▸ Task:
As you look over the data below, please find each line where the word "matched" appears, then copy it.

▸ Materials provided:
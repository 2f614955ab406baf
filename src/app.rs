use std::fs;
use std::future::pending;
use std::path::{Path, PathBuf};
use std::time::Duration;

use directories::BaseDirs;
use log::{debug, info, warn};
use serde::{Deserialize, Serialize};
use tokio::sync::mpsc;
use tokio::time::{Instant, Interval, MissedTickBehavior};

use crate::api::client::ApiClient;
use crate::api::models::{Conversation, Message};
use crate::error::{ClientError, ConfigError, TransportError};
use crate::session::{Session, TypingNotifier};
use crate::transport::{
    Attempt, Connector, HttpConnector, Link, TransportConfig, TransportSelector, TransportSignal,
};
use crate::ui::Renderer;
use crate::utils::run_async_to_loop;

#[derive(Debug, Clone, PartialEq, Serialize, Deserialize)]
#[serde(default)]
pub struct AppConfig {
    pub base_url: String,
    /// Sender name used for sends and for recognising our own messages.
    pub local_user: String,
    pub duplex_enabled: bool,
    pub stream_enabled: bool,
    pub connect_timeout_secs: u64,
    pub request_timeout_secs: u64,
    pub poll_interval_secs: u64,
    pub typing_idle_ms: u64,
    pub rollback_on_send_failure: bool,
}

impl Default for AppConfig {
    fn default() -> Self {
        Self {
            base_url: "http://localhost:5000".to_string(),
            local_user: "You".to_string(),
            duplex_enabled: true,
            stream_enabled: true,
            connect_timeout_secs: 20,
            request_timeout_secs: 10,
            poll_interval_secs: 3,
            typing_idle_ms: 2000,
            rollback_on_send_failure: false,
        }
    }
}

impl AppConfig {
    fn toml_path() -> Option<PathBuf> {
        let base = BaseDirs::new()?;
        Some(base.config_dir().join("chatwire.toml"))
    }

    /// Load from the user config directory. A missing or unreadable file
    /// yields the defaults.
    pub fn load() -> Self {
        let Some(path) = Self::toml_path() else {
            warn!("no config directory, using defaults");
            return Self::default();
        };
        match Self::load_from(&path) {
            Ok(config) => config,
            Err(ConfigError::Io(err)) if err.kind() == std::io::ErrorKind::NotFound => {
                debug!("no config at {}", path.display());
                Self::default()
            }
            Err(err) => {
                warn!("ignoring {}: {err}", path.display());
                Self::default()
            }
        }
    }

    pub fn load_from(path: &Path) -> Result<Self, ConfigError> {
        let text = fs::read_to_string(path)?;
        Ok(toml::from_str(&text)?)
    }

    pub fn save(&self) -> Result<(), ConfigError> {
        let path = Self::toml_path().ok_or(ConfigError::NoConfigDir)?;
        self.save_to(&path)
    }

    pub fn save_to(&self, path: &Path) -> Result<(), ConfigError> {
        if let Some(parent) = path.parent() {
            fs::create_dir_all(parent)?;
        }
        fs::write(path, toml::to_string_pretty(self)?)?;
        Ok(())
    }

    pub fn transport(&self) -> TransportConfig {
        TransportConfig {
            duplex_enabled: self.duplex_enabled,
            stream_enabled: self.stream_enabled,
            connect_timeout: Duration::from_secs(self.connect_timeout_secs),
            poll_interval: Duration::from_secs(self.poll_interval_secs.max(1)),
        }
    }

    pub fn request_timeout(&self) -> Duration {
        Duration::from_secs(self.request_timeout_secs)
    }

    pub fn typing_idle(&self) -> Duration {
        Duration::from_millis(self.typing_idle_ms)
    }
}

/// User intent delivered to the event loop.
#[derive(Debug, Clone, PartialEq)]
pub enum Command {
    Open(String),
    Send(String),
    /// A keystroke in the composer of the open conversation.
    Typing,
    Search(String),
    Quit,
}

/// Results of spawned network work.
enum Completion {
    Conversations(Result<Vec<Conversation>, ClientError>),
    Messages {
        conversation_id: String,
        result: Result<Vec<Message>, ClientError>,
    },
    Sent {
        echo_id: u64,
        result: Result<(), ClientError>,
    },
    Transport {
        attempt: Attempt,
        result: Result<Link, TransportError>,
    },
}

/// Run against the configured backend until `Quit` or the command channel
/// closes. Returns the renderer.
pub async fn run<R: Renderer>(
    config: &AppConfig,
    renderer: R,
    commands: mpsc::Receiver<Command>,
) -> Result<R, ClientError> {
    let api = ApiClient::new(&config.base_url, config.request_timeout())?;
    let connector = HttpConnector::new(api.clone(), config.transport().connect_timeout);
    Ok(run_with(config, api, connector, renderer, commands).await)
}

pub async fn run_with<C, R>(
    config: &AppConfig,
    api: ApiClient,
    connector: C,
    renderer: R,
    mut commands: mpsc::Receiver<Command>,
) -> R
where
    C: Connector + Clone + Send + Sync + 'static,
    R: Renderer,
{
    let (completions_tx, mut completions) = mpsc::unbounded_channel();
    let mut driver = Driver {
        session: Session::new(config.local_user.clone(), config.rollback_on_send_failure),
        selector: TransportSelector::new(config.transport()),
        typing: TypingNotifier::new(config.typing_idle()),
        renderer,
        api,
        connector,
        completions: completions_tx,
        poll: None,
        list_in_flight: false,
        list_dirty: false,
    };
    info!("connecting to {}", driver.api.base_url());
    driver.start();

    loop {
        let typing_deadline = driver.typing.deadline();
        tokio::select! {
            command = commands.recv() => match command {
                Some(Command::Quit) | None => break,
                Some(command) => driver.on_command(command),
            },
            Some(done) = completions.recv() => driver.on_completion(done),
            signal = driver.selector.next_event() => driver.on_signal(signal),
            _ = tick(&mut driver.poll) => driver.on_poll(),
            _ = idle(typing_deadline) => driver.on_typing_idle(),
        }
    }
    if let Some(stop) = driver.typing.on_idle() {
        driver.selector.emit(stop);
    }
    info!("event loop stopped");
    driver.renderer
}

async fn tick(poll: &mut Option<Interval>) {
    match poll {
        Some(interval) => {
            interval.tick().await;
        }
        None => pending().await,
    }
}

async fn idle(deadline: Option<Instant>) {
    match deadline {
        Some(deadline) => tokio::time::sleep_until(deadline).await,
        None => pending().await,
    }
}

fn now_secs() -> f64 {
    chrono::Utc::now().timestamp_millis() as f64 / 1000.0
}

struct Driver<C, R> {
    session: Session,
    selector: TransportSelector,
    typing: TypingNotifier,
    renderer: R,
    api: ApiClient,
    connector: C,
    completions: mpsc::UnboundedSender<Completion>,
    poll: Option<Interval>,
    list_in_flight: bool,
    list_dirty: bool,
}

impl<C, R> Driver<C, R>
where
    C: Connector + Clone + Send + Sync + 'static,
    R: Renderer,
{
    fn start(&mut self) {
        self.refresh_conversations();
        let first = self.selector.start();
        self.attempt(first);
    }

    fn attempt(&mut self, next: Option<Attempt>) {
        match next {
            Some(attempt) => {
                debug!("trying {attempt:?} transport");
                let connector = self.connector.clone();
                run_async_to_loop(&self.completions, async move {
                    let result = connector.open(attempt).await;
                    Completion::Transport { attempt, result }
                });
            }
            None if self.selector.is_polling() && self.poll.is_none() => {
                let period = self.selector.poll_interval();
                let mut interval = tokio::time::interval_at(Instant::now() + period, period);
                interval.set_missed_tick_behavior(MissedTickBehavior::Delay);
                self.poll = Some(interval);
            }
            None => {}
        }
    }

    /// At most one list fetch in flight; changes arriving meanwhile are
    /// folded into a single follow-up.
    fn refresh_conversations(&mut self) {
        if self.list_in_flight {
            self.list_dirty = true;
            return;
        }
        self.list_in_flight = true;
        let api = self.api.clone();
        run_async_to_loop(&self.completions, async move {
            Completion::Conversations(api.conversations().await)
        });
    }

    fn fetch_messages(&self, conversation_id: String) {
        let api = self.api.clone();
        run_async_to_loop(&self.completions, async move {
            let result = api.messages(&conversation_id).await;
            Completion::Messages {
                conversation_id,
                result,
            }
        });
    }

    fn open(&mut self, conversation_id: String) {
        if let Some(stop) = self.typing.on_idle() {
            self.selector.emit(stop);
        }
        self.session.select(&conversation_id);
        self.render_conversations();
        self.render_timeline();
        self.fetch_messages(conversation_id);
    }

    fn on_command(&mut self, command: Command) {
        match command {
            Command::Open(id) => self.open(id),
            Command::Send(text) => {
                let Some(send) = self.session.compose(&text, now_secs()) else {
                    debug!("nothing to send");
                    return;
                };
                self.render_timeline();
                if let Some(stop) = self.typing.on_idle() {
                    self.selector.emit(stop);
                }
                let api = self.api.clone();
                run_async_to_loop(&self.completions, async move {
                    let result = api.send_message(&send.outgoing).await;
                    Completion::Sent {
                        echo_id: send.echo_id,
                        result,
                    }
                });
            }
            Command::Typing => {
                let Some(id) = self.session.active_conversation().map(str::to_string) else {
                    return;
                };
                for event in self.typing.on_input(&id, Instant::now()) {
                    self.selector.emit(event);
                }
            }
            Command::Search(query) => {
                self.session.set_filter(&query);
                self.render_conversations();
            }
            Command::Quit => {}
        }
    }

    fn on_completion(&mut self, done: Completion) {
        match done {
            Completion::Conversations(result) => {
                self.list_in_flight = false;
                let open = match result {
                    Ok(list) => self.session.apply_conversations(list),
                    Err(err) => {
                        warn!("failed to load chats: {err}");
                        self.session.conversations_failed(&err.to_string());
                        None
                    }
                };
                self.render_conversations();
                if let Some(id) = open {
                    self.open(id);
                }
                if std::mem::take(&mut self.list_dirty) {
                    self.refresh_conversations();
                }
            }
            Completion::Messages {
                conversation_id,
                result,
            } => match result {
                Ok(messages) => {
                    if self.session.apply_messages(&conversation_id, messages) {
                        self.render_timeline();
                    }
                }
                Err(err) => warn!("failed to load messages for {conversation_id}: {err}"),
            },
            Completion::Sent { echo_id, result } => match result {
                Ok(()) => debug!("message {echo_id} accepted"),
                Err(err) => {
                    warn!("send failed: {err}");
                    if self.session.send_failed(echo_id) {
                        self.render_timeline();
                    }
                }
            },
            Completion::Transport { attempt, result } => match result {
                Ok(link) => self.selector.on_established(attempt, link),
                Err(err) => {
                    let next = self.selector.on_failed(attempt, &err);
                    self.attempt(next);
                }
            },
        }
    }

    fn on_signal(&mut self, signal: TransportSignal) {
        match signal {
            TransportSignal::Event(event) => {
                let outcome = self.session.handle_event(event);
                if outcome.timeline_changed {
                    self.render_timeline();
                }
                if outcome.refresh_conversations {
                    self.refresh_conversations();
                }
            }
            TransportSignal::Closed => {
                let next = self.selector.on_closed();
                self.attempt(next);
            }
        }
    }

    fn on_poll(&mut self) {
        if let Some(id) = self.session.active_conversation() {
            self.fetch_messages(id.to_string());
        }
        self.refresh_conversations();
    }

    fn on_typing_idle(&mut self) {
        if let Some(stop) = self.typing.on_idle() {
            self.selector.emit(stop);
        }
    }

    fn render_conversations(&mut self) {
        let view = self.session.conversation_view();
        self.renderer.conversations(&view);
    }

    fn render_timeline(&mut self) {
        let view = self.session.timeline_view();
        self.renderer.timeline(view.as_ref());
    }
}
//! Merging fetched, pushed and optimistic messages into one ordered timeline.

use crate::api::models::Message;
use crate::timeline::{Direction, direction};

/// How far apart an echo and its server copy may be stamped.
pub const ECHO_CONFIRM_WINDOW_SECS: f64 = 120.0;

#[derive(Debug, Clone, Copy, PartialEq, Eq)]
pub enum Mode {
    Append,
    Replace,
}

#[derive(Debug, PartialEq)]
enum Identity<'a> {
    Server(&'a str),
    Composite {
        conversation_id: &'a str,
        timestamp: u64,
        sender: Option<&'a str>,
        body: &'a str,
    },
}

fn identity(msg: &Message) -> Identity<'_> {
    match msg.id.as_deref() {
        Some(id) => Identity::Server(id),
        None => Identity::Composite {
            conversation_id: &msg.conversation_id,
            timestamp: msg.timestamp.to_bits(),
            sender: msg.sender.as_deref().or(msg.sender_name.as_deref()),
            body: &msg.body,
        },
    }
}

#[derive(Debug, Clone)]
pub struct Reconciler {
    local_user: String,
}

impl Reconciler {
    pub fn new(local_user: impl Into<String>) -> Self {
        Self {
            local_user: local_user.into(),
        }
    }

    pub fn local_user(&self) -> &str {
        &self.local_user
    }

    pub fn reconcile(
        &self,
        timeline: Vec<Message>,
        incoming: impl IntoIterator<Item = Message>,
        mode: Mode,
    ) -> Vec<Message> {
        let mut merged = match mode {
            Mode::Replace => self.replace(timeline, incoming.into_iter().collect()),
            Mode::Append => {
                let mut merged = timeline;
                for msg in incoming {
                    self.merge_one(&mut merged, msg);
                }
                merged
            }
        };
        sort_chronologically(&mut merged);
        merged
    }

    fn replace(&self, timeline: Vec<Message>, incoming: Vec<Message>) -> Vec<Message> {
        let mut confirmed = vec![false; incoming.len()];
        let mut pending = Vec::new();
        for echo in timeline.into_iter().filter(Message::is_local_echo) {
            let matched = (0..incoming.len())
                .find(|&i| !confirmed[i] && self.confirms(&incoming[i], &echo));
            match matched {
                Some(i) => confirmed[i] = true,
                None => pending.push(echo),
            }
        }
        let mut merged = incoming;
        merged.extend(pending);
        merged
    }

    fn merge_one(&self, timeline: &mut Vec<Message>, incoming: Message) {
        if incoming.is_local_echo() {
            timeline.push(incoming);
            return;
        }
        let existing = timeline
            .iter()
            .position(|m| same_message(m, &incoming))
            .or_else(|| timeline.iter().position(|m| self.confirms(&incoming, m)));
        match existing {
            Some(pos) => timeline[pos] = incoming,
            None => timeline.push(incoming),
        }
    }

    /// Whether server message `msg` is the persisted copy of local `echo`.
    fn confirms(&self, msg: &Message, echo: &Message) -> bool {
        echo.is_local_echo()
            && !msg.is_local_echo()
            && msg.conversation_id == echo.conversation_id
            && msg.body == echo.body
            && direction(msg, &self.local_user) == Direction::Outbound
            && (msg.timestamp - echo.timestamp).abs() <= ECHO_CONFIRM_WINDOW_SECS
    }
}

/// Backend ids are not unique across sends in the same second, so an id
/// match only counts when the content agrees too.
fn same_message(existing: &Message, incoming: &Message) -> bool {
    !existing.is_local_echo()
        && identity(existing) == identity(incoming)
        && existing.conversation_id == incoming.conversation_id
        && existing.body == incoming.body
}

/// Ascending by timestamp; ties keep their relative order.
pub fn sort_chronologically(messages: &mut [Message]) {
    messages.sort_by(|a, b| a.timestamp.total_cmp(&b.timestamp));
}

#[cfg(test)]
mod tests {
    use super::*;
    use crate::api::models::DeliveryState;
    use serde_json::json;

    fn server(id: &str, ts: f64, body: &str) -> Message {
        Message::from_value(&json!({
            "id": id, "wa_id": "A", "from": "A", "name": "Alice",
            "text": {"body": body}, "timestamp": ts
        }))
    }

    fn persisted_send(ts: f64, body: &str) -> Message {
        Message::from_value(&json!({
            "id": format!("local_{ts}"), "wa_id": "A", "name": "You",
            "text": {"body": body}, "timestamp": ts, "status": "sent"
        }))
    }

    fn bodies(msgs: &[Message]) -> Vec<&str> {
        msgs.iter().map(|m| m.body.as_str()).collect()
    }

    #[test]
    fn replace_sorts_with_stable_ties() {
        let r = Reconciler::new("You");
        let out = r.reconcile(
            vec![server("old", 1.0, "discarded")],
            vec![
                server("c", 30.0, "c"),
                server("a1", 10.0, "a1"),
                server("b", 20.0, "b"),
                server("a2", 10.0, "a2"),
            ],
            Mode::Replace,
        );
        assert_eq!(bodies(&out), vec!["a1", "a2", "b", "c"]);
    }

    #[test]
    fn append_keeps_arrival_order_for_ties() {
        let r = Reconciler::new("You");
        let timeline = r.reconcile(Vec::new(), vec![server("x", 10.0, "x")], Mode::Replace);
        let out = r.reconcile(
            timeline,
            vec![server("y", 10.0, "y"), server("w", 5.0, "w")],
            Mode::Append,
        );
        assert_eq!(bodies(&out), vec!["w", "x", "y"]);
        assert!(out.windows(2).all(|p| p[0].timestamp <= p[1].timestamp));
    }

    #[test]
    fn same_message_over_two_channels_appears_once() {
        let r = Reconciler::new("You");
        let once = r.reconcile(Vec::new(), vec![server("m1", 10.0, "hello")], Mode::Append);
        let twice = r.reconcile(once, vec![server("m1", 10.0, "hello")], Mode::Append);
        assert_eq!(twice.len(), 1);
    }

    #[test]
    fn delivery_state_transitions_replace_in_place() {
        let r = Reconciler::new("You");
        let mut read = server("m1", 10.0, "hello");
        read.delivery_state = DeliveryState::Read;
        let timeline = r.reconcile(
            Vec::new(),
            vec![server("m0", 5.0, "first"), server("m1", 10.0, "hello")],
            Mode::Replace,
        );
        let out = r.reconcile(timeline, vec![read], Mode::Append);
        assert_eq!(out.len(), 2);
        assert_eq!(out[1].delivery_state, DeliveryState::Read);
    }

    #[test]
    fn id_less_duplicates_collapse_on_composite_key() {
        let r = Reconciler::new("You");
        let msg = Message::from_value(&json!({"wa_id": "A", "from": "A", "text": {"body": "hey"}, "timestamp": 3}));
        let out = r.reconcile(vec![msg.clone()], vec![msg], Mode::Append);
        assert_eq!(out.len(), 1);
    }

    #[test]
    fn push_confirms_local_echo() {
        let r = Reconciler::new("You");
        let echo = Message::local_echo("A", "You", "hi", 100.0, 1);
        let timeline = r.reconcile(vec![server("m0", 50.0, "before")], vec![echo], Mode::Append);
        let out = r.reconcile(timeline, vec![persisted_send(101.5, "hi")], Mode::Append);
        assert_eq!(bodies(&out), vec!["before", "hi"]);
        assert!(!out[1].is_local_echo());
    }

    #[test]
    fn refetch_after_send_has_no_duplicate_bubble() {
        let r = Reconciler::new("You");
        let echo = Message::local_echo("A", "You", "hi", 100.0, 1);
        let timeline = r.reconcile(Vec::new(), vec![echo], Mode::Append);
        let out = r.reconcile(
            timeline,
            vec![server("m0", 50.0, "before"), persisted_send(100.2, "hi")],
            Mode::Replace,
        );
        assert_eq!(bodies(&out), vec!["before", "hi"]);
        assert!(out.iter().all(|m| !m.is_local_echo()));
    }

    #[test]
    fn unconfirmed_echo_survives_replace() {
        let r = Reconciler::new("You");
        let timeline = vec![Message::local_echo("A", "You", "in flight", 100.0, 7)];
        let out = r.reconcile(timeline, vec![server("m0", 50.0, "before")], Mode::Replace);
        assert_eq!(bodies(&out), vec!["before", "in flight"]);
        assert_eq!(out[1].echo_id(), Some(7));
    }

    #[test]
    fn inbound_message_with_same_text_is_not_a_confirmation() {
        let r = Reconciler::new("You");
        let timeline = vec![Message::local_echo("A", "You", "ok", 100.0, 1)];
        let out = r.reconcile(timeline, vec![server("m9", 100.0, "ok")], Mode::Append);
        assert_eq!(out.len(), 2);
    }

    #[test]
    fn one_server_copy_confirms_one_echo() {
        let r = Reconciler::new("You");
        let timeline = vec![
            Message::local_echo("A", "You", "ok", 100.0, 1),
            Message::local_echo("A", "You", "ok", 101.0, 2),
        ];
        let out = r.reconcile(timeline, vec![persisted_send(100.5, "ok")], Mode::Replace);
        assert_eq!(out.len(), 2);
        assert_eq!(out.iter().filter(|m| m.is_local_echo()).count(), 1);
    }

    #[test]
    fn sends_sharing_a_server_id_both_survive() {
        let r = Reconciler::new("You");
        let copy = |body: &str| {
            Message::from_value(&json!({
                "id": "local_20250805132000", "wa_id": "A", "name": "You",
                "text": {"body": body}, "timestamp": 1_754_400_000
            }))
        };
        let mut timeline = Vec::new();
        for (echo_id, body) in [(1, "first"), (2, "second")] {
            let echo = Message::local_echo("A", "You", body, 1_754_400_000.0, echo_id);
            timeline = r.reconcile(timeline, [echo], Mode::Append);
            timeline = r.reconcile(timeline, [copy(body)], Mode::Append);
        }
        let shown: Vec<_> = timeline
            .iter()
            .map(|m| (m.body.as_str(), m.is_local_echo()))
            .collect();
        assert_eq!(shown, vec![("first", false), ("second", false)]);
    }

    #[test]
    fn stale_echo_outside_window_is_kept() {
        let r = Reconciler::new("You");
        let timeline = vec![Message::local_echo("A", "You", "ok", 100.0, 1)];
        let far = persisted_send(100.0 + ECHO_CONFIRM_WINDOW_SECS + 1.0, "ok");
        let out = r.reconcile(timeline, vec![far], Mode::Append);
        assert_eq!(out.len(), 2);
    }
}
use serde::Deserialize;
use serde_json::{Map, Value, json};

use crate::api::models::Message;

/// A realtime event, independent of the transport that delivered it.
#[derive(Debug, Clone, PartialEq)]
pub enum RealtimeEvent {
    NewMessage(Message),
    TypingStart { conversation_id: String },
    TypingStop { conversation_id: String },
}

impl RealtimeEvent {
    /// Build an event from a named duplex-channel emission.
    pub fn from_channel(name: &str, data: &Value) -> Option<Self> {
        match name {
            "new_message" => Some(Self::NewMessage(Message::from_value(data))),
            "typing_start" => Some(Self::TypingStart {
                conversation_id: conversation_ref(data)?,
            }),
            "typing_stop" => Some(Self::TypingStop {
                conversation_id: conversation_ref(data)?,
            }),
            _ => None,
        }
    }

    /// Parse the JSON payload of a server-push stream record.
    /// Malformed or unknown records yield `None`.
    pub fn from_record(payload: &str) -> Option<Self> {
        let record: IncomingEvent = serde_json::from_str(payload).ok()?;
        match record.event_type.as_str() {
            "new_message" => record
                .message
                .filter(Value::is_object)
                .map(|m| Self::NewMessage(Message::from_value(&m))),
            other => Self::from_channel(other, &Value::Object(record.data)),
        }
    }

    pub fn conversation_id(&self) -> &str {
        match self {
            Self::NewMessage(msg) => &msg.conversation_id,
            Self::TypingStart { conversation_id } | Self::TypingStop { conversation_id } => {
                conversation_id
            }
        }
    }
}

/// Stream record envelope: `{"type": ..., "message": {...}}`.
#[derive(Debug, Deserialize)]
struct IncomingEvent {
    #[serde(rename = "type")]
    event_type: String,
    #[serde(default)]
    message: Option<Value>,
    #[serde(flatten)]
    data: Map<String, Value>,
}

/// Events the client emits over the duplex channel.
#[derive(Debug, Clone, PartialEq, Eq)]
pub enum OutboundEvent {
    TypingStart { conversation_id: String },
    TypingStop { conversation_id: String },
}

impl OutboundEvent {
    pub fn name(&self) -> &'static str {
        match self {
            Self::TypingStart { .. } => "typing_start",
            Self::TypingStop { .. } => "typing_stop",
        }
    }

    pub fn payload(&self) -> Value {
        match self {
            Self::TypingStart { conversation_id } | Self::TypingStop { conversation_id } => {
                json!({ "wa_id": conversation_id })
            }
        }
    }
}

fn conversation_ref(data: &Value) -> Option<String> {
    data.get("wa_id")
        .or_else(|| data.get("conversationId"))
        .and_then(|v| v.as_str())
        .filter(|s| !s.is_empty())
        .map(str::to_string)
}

▸ Expected answer:
            let matched = (0..incoming.len())
            match matched {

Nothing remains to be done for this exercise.